PROMPT :: Your task is to copy the lines of the data below from the line holding "pub fn code(&self)" through the line holding "pub fn message(&self)", inclusive, exactly and with nothing added.

EXERCISE DATA ::
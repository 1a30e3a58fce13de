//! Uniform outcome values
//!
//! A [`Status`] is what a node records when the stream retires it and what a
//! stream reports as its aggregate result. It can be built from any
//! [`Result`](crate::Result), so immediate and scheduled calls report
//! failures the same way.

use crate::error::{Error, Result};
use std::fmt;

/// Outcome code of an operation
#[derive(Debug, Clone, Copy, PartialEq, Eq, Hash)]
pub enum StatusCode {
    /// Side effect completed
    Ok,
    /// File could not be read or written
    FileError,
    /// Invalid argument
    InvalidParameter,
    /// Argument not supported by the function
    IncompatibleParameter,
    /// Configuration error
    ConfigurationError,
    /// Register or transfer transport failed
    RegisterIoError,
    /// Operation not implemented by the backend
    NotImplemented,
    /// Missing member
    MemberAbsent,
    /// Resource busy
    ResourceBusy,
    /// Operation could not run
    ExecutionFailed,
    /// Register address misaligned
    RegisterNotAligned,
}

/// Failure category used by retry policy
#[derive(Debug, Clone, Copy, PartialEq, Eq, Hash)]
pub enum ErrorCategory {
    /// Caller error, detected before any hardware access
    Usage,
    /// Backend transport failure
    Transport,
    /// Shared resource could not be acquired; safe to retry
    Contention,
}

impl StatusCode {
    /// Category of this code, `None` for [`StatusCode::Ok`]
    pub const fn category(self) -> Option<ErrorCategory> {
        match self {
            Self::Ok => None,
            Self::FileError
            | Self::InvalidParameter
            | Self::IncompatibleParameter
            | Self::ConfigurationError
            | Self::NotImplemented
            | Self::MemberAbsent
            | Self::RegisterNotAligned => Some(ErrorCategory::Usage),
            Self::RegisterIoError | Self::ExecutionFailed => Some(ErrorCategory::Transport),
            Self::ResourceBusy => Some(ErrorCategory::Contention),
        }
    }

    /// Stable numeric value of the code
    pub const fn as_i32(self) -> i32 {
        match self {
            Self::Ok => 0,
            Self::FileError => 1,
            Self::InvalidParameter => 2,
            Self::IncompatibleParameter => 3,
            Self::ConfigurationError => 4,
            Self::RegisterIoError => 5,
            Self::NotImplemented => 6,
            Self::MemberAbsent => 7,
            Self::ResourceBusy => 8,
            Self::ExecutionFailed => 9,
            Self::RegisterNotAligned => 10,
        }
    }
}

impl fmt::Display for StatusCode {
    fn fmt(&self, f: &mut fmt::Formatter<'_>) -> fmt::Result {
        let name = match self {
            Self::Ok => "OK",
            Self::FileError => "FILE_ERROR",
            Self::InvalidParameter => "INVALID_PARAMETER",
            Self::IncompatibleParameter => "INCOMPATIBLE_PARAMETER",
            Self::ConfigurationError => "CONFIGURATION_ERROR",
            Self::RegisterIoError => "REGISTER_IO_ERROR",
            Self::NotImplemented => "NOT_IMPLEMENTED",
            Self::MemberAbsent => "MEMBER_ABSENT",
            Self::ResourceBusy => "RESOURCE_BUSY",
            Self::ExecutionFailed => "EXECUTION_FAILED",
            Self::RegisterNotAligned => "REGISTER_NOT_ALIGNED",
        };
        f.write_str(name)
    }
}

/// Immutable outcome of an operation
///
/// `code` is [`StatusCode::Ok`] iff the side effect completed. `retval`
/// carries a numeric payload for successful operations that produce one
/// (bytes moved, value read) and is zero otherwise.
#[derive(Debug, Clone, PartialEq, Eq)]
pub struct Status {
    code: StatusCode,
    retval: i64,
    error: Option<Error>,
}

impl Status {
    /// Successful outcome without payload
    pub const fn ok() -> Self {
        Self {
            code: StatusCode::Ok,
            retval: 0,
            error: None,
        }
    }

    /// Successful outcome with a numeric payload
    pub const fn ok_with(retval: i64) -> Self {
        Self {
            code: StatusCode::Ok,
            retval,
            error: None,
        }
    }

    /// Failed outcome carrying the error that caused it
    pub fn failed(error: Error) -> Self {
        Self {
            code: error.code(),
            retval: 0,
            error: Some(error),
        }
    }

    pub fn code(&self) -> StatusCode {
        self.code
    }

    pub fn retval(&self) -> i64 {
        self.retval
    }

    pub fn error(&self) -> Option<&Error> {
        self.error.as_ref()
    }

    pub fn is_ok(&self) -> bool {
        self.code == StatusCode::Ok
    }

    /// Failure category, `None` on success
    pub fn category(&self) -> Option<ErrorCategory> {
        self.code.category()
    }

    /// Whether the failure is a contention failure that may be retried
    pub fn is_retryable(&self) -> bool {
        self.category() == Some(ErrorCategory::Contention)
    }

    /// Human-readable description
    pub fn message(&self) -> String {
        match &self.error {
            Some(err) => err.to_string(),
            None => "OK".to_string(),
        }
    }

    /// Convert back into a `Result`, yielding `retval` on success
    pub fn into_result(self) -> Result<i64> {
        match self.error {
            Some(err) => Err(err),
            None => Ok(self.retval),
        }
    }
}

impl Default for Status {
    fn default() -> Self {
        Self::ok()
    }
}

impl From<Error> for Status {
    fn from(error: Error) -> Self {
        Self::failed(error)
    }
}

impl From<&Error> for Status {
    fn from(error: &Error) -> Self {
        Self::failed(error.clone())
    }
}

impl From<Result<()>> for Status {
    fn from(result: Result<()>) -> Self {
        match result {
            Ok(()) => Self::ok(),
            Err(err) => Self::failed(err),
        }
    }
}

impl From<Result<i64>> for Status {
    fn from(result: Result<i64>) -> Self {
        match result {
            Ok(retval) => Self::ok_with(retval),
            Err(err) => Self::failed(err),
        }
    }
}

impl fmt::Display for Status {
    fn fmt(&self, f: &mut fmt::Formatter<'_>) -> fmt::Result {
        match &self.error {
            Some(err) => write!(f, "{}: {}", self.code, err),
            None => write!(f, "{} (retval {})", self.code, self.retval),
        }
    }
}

EXPECTED ANSWER ::
    pub fn code(&self) -> StatusCode {
        self.code
    }

    pub fn retval(&self) -> i64 {
        self.retval
    }

    pub fn error(&self) -> Option<&Error> {
        self.error.as_ref()
    }

    pub fn is_ok(&self) -> bool {
        self.code == StatusCode::Ok
    }

    /// Failure category, `None` on success
    pub fn category(&self) -> Option<ErrorCategory> {
        self.code.category()
    }

    /// Whether the failure is a contention failure that may be retried
    pub fn is_retryable(&self) -> bool {
        self.category() == Some(ErrorCategory::Contention)
    }

    /// Human-readable description
    pub fn message(&self) -> String {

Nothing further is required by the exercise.